Miller Paving bid $368,613, Duncore Enterprises bid $459,564 and Greenwood Paving bid $559,706.

“The combined budget for these projects was estimated at $331,150 excluding tax therefore at the lowest bid price the cost of the overall project will be over budget by $37,463,” reads public works supervisor Adam Thorn’s report. He said staff had estimated the 2022  budget amounts based on a five per cent increase over the 2021 costs, but both increasing fuel and material costs caused the increase to be higher. 

“The work hasn’t changed, just the cost of materials,” Thorn told council. He was asking council to allow for more funds to be brought forward to have the roads completed.    

“This is a little red flag in the back of my head, it’s very early in the year,” said Moffatt. “We, during budget, certainly talked about the need to have more funds available and the uncertainty of project pricing. I don’t know that we have much choice but we do need to be attentive to what it does to the bottom line.”

Deputy Mayor Liz Danielsen said, that, similarly to the Skin Lake landing project, the prices would likely not get better. 
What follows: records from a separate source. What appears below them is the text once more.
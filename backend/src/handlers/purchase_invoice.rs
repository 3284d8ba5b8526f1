//! Purchase invoice handlers

use axum::{
    extract::{Path, State},
    http::StatusCode,
    response::Response,
    Json,
};
use shared::{ListWindowRequest, NextNumber};

use crate::error::AppResult;
use crate::handlers::{document_response, list_request, pdf, IdInput};
use crate::middleware::CurrentUser;
use crate::response::ApiResponse;
use crate::services::document::DocumentOutcome;
use crate::services::purchase_invoice::{
    ModifyPurchaseInvoiceInput, PurchaseInvoiceDetail, PurchaseInvoiceInput, PurchaseInvoiceSummary,
};
use crate::services::PurchaseInvoiceService;
use crate::AppState;

fn invoices(state: &AppState) -> PurchaseInvoiceService {
    PurchaseInvoiceService::new(state.db.clone(), state.audit.clone(), state.renderer.clone())
}

pub async fn create_purchase_invoice(
    State(state): State<AppState>,
    current_user: CurrentUser,
    Json(input): Json<PurchaseInvoiceInput>,
) -> AppResult<ApiResponse<DocumentOutcome>> {
    let outcome = invoices(&state).create(input, &current_user.0).await?;
    Ok(document_response(
        StatusCode::CREATED,
        format!("purchase invoice number {} created by {}", outcome.number, current_user.0.name),
        outcome,
    ))
}

pub async fn next_purchase_invoice_number(
    State(state): State<AppState>,
    _current_user: CurrentUser,
) -> AppResult<Json<NextNumber>> {
    Ok(Json(invoices(&state).next_number().await?))
}

pub async fn list_purchase_invoices(
    State(state): State<AppState>,
    _current_user: CurrentUser,
    Path((params, val)): Path<(String, String)>,
    Json(body): Json<ListWindowRequest>,
) -> AppResult<Json<Vec<PurchaseInvoiceSummary>>> {
    let (filter, window) = list_request(&params, &val, &body)?;
    Ok(Json(invoices(&state).list(&filter, &window).await?))
}

pub async fn purchase_invoice_detail(
    State(state): State<AppState>,
    _current_user: CurrentUser,
    Json(input): Json<IdInput>,
) -> AppResult<Json<PurchaseInvoiceDetail>> {
    Ok(Json(invoices(&state).detail(input.id).await?))
}

pub async fn modify_purchase_invoice(
    State(state): State<AppState>,
    current_user: CurrentUser,
    Json(input): Json<ModifyPurchaseInvoiceInput>,
) -> AppResult<ApiResponse<DocumentOutcome>> {
    let outcome = invoices(&state).modify(input, &current_user.0).await?;
    Ok(document_response(
        StatusCode::OK,
        format!("purchase invoice number {} modified by {}", outcome.number, current_user.0.name),
        outcome,
    ))
}

pub async fn delete_purchase_invoice(
    State(state): State<AppState>,
    current_user: CurrentUser,
    Json(input): Json<IdInput>,
) -> AppResult<ApiResponse<()>> {
    let actor = current_user.admin()?;
    let logs = invoices(&state).delete(input.id, actor).await?;
    Ok(ApiResponse::ok(
        format!("purchase invoice id {} deleted by {}", input.id, actor.name),
        (),
    )
    .with_logs(logs))
}

pub async fn print_purchase_invoice(
    State(state): State<AppState>,
    _current_user: CurrentUser,
    Json(input): Json<IdInput>,
) -> AppResult<Response> {
    let (name, bytes) = invoices(&state).print(input.id).await?;
    Ok(pdf(&name, bytes))
}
“I’m not sure that we can really afford to defer it,” she said. “It’s interesting to see the spread in prices from the three different bidders. I think we’ve probably been given as good a price as we can get and we should move forward.” 

Airport work’s lowest bidder approved

In 2021, $180,000 was budgeted for work around hangars at the Stanhope Airport, including drainage improvement and asphalt work. 

Bids came in high – Weir Gradall bid $297,597; Hawk River bid $352,832 and Fowler bid $491,242 – all excluding HST. 

“After review of the abnormally high cost estimates at the July 15, 2021 council meeting, council supported staff’s recommendation to defer this project to a later time in hopes construction costs would be more reasonable,” reads Thorn’s report. At the March 17 meeting, he said the costs were not likely to get any lower as the cost of fuel and materials continued to increase.

“If the township continues to defer this project we could see major cost increases, and increased costs for repairs to the hangers as a result of the water infiltrating the buildings,” he said in his report. “The lowest bidder has confirmed they will hold their pricing for labour, trucking and aggregate materials as listed in the bid submission. The only potential increased cost would be for the asphalt application which is expected to increase by 10 per cent. This increase can be covered under the contingency portion of the proposed contract.”

Council approved the recommendation to award the bid to Weir Gradall at $297,597 plus tax.